> _Exercise requirements_
Scan the data below for the string "through". Copy every line where it appears.

----- Source data

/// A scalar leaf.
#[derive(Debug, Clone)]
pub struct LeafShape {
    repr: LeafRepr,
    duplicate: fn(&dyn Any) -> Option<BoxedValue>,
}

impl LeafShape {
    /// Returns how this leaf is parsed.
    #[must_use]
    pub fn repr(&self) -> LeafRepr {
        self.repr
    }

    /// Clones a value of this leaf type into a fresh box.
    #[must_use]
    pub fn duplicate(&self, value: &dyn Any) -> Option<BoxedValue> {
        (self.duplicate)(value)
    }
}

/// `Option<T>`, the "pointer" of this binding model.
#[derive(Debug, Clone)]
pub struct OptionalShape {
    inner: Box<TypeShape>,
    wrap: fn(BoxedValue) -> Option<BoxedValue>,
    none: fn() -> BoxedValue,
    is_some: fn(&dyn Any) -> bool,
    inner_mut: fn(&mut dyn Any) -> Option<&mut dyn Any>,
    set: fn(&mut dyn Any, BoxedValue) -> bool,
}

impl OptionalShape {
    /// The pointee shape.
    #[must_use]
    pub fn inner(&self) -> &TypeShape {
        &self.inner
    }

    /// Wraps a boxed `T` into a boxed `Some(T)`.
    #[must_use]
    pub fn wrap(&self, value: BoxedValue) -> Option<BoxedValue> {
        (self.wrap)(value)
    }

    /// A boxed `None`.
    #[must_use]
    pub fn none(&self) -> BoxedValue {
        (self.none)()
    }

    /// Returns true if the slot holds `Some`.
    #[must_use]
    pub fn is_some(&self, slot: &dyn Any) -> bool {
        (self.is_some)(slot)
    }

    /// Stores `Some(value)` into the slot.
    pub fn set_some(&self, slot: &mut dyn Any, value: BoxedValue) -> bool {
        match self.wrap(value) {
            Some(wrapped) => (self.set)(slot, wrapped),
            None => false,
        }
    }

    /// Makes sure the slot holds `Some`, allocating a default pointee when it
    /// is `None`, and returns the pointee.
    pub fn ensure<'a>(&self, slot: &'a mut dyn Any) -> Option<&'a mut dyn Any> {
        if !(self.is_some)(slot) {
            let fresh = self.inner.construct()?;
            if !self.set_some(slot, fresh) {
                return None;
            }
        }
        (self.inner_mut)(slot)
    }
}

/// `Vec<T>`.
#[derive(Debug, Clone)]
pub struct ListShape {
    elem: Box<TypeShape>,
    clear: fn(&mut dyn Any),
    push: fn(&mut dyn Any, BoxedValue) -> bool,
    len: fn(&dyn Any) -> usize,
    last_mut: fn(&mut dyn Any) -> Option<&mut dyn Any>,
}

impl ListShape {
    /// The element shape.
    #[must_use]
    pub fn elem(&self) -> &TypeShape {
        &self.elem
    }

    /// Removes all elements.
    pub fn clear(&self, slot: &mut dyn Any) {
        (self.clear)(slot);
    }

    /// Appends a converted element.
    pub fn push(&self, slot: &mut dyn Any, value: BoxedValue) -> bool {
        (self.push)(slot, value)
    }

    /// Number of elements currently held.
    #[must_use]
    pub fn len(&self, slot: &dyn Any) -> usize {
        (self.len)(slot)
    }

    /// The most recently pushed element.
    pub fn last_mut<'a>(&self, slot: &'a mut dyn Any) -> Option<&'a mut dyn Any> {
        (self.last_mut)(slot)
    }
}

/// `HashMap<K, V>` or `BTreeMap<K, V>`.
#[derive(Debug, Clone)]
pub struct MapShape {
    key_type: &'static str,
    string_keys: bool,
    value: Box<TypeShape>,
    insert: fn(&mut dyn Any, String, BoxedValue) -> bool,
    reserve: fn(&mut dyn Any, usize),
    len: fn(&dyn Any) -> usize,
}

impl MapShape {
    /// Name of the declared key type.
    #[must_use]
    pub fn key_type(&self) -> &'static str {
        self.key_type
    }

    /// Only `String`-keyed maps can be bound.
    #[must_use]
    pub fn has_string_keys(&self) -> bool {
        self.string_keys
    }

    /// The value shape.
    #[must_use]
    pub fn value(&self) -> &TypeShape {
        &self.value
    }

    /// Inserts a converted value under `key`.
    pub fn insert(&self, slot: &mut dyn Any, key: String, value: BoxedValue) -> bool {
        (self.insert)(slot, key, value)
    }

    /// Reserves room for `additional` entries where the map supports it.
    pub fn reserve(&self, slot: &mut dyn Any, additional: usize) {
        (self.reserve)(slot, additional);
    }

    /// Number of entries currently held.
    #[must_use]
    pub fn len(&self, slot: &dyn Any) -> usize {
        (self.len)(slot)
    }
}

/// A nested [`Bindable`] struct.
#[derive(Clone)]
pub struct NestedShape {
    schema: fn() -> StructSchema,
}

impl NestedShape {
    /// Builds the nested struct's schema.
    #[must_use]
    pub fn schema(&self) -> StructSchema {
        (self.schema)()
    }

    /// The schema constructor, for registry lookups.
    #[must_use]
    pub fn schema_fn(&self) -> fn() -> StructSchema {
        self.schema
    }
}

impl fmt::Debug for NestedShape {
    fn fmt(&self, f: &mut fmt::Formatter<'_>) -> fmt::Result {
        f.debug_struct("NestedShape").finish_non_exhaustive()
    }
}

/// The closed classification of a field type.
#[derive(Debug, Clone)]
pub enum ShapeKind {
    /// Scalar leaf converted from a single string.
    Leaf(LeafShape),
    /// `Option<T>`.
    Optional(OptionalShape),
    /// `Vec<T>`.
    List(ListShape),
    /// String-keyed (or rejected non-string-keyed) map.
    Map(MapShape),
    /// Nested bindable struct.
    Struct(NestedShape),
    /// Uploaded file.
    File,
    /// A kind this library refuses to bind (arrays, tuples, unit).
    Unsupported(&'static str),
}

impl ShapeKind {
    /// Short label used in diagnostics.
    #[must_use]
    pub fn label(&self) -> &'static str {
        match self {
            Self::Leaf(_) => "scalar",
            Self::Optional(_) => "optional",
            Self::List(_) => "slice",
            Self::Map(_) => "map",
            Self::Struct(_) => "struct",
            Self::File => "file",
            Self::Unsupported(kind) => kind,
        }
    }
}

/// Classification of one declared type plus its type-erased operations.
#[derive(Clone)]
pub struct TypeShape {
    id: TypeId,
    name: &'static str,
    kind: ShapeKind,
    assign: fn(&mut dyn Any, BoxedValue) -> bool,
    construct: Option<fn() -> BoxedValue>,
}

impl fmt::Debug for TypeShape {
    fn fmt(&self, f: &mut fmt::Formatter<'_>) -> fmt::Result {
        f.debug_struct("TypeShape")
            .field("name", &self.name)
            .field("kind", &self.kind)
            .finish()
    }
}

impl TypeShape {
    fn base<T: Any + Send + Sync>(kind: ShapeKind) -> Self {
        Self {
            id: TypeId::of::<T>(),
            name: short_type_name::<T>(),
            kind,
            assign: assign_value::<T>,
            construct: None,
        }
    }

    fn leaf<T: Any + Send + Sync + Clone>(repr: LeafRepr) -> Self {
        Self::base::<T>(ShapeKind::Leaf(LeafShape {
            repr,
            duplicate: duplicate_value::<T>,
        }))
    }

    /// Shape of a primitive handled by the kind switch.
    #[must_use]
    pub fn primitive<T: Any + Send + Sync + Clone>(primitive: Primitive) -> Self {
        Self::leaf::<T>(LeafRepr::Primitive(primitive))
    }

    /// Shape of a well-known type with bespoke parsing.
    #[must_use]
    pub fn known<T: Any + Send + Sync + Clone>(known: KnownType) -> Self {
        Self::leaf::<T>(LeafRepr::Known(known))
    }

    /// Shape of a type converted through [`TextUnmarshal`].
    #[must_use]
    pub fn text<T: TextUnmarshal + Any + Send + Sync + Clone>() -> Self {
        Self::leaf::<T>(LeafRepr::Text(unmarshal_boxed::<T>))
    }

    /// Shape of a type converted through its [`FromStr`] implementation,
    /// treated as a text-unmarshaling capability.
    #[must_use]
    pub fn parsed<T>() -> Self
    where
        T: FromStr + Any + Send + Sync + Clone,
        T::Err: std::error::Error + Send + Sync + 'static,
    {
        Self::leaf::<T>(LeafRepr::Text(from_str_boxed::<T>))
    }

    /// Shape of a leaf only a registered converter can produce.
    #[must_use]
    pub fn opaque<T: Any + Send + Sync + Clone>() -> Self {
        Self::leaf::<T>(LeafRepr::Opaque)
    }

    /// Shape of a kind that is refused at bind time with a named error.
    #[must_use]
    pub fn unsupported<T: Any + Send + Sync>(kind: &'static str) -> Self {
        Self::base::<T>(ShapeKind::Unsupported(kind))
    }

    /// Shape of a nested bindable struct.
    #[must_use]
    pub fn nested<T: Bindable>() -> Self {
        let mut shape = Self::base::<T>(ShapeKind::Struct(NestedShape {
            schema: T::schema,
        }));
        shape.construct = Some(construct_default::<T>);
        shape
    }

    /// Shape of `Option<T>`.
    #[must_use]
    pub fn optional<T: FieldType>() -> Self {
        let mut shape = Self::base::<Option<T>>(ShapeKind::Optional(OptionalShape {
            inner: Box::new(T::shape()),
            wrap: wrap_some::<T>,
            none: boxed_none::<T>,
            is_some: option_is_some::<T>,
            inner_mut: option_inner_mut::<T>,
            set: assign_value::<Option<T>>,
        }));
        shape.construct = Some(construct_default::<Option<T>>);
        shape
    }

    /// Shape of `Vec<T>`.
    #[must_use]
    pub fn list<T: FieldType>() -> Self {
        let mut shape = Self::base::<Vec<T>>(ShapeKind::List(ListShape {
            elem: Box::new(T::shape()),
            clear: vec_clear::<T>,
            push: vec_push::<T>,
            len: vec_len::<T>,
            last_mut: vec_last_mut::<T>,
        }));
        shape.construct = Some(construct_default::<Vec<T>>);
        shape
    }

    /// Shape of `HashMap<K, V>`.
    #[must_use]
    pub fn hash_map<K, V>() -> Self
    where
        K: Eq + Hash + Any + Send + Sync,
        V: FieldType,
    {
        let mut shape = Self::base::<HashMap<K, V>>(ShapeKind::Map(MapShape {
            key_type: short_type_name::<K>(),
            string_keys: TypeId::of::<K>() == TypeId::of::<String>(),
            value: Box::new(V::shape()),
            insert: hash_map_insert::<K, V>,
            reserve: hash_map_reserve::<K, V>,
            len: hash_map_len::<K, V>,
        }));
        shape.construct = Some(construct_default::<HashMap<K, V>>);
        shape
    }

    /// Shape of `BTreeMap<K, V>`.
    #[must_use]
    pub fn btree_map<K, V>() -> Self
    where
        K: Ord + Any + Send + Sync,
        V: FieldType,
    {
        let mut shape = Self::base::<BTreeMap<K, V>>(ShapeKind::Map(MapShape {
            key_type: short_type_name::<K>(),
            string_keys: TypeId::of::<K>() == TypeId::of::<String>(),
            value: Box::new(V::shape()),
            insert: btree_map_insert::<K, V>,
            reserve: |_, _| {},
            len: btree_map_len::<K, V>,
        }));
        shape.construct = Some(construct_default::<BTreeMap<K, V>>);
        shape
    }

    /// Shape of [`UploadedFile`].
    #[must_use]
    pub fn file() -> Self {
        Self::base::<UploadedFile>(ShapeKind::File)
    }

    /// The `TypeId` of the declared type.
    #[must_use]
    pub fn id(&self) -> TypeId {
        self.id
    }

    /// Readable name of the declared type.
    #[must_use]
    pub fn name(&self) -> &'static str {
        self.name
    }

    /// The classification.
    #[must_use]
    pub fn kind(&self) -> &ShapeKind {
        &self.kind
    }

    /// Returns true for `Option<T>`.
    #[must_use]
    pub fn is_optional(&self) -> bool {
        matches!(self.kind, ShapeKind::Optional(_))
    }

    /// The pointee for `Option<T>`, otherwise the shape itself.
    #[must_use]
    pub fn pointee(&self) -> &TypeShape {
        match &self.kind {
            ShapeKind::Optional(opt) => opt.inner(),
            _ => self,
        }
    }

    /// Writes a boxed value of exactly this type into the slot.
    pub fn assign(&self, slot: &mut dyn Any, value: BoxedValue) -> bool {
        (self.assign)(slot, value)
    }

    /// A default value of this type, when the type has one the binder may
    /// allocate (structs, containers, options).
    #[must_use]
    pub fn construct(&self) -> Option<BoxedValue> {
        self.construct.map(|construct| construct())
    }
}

----------

> _Answer for the task_
    /// Shape of a type converted through [`TextUnmarshal`].
    /// Shape of a type converted through its [`FromStr`] implementation,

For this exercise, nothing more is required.